The move follows a visit to the Baltic country in May by a top Treasury official, who Latvia has said has no faith in the chief regulator. Parliament voted 57-20 to pass legislation that calls for new candidates for the director of Financial and Capital Market Commission to be submitted by October.

Removing FCMC Director Peters Putnins is part of a push to remake Latvia’s image after its No. 3 lender was closed amid money-laundering accusations and central bank Governor Ilmars Rimsevics was charged with bribery, which he denies.

Once a magnet for cash from the former Soviet Union, the euro-area country has abandoned dreams of becoming a regional financial hub. A $230 billion laundering probe around Danske Bank A/S’s unit in neighboring Estonia hasn’t helped.

“About five or six years ago, we said Latvia was a small Switzerland, there’ll be banks here and we’ll just live on the banks’ bill and everything will be really good,” Chief of Police Ints Kuzis told a news conference this month touting better coordination among law-enforcement agencies on money laundering. “Under that was hiding some really not nice things.”
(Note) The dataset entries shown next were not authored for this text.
//! Device Connection
//!
//! Owns one socket to a device for the lifetime of one request.

use std::io::BufReader;
use std::net::{SocketAddr, TcpStream, ToSocketAddrs};

use crate::config::Config;
use crate::error::{Result, RosgateError};
use crate::protocol::{read_sentence, write_sentence, Sentence};

use super::transport::Transport;

/// Connection lifecycle
///
/// A `Connection` value only exists once `connect` has succeeded, so the
/// connecting phase is the body of [`Connection::connect`].
///
/// ```text
/// connect() → Connected → Authenticated ⇄ Executing
///                 │              │            │
///                 └──────────────┴────────────┴──→ Disconnected (error / disconnect)
/// ```
#[derive(Debug, Clone, Copy, PartialEq, Eq)]
pub enum ConnectionState {
    Disconnected,
    Connected,
    Authenticated,
    Executing,
}

/// A single device session
pub struct Connection {
    /// Buffered transport; writes go through `get_mut`
    stream: Option<BufReader<Transport>>,

    state: ConnectionState,

    /// Peer address for logging
    peer_addr: String,

    max_word_len: u32,
}

impl Connection {
    /// Open a plain or TLS connection to `host`
    ///
    /// Connect, reads and writes are each bounded by the configured timeout.
    pub fn connect(host: &str, config: &Config) -> Result<Self> {
        let peer_addr = format!("{}:{}", host, config.port);
        tracing::debug!(
            "Connecting to {} (tls: {}, timeout: {}s)",
            peer_addr,
            config.tls,
            config.timeout().as_secs()
        );

        let tcp = open_tcp(host, config)?;
        let transport = if config.tls {
            Transport::tls(tcp, host, config.tls_verify)?
        } else {
            Transport::Plain(tcp)
        };

        tracing::debug!("Connected to {}", peer_addr);

        Ok(Self {
            stream: Some(BufReader::new(transport)),
            state: ConnectionState::Connected,
            peer_addr,
            max_word_len: config.max_word_len,
        })
    }

    /// Close the socket; safe to call more than once
    pub fn disconnect(&mut self) {
        if let Some(mut stream) = self.stream.take() {
            stream.get_mut().shutdown();
            tracing::debug!("Disconnected from {}", self.peer_addr);
        }
        self.state = ConnectionState::Disconnected;
    }

    pub fn state(&self) -> ConnectionState {
        self.state
    }

    pub fn is_connected(&self) -> bool {
        self.stream.is_some()
    }

    pub fn is_authenticated(&self) -> bool {
        matches!(
            self.state,
            ConnectionState::Authenticated | ConnectionState::Executing
        )
    }

    /// Whether the transport is TLS
    pub fn is_tls(&self) -> bool {
        self.stream.as_ref().is_some_and(|s| s.get_ref().is_tls())
    }

    /// Get the peer address string
    pub fn peer_addr(&self) -> &str {
        &self.peer_addr
    }

    pub(crate) fn set_state(&mut self, state: ConnectionState) {
        self.state = state;
    }

    // =========================================================================
    // Sentence I/O
    // =========================================================================

    pub(crate) fn send<T: AsRef<[u8]>>(&mut self, words: &[T]) -> Result<()> {
        let stream = self.stream.as_mut().ok_or_else(not_connected)?;
        write_sentence(stream.get_mut(), words)
    }

    pub(crate) fn receive(&mut self) -> Result<Option<Sentence>> {
        let max_word_len = self.max_word_len;
        let stream = self.stream.as_mut().ok_or_else(not_connected)?;
        read_sentence(stream, max_word_len)
    }

    /// Pass `result` through, tearing the connection down on error
    pub(crate) fn or_disconnect<T>(&mut self, result: Result<T>) -> Result<T> {
        if result.is_err() {
            self.disconnect();
        }
        result
    }
}

impl Drop for Connection {
    fn drop(&mut self) {
        self.disconnect();
    }
}

fn not_connected() -> RosgateError {
    RosgateError::Connection("not connected".to_string())
}

/// Try each resolved address in turn
fn open_tcp(host: &str, config: &Config) -> Result<TcpStream> {
    let timeout = config.timeout();
    let target = format!("{}:{}", host, config.port);

    let addrs: Vec<SocketAddr> = (host, config.port)
        .to_socket_addrs()
        .map_err(|e| RosgateError::Connection(format!("failed to resolve {target}: {e}")))?
        .collect();

    let mut last_err = None;
    for addr in addrs {
        match TcpStream::connect_timeout(&addr, timeout) {
            Ok(tcp) => {
                tcp.set_read_timeout(Some(timeout))
                    .and_then(|_| tcp.set_write_timeout(Some(timeout)))
                    .and_then(|_| tcp.set_nodelay(true))
                    .map_err(|e| RosgateError::from_io("configuring socket", e))?;
                return Ok(tcp);
            }
            Err(e) => {
                tracing::debug!("Connect to {} failed: {}", addr, e);
                last_err = Some(e);
            }
        }
    }

    Err(match last_err {
        Some(e) => RosgateError::from_io(&format!("failed to connect to {target}"), e),
        None => RosgateError::Connection(format!("no addresses found for {target}")),
    })
}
The U.S. is a driving force behind the current clampdown. The Treasury’s 2018 decision to cut off ABLV Bank AS from the U.S. dollar financial system over allegations it handled illicit funds led to the lender’s demise. While regulators have since overseen a plunge in foreign deposits and banned dealings with shell companies, officials in Washington aren’t satisfied.

The U.S. embassy in Riga openly criticized Putnins last month. Over dinner with lawmakers, Assistant Secretary for Terrorist Financing Marshall Billingslea said the Treasury doesn’t trust the regulator, according to people who attended. Putnins blamed external pressure for the bid to oust him, saying Wednesday that the move is being taken “without any reasoned argument and evaluation of the professional work of the institution.”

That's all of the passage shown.